* _Task description_
Scan the data. Collect each line that contains the word "subscriber".
-- Opening Marker --
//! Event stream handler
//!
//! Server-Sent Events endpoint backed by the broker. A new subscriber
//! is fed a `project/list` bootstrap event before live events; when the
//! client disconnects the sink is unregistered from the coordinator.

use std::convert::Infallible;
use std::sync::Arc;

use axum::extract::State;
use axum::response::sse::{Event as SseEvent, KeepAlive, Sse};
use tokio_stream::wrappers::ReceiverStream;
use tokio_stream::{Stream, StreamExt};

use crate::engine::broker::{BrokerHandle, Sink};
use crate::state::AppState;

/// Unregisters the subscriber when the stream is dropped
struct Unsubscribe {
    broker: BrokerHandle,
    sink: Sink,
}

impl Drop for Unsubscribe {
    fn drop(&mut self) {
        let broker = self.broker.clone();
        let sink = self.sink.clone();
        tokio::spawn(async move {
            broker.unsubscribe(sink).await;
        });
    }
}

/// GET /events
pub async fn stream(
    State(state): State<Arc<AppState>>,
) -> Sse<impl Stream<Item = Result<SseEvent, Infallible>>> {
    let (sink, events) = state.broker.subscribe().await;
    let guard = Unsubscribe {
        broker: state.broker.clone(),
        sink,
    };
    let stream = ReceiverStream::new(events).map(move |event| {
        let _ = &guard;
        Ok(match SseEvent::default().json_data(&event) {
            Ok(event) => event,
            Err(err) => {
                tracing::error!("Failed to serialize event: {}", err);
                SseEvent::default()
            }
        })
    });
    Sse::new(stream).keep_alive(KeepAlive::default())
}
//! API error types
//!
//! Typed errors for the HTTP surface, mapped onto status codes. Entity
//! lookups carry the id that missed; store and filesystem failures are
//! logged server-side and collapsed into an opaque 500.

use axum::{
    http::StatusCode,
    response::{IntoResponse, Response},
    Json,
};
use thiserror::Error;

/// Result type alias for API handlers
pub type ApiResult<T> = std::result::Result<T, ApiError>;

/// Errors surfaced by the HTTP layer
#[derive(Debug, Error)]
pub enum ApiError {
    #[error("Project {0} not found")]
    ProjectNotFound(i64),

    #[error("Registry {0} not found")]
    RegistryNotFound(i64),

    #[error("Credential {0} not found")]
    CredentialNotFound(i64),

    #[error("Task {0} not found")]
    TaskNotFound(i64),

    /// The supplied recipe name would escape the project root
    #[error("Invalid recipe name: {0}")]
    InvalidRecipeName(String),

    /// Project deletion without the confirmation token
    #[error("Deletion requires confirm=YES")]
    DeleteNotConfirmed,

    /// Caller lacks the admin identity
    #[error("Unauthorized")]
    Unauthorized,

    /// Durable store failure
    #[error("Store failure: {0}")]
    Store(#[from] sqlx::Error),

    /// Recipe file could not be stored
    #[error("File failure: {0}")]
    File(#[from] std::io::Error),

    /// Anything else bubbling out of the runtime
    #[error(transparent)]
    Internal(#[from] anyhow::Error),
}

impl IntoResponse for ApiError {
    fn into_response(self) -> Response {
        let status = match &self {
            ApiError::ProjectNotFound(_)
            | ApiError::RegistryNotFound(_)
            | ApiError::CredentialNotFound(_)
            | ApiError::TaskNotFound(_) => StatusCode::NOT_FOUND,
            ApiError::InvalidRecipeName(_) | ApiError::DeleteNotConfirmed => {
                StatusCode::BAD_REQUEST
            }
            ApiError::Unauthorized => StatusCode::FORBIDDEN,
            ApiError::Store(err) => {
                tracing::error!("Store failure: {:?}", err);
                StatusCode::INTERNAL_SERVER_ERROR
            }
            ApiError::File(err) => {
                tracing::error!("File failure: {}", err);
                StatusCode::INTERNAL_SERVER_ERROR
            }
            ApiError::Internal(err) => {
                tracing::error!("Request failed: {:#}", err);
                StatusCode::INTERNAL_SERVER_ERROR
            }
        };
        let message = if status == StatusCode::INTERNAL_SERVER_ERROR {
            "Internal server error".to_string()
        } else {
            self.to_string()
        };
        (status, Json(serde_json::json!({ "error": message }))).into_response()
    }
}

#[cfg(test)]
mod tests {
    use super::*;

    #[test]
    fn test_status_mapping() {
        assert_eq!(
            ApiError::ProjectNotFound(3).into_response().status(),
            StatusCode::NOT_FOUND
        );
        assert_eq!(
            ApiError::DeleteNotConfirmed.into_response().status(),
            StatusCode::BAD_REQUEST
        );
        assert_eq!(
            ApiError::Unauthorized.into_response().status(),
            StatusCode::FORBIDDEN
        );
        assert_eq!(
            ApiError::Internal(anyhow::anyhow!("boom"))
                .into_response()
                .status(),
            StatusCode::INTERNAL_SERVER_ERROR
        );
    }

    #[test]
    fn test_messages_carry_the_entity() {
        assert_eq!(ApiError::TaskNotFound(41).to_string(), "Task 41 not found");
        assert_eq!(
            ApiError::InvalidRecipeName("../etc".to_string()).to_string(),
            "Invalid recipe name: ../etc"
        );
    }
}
-- Closing Marker --
* _Result_
//! Server-Sent Events endpoint backed by the broker. A new subscriber
/// Unregisters the subscriber when the stream is dropped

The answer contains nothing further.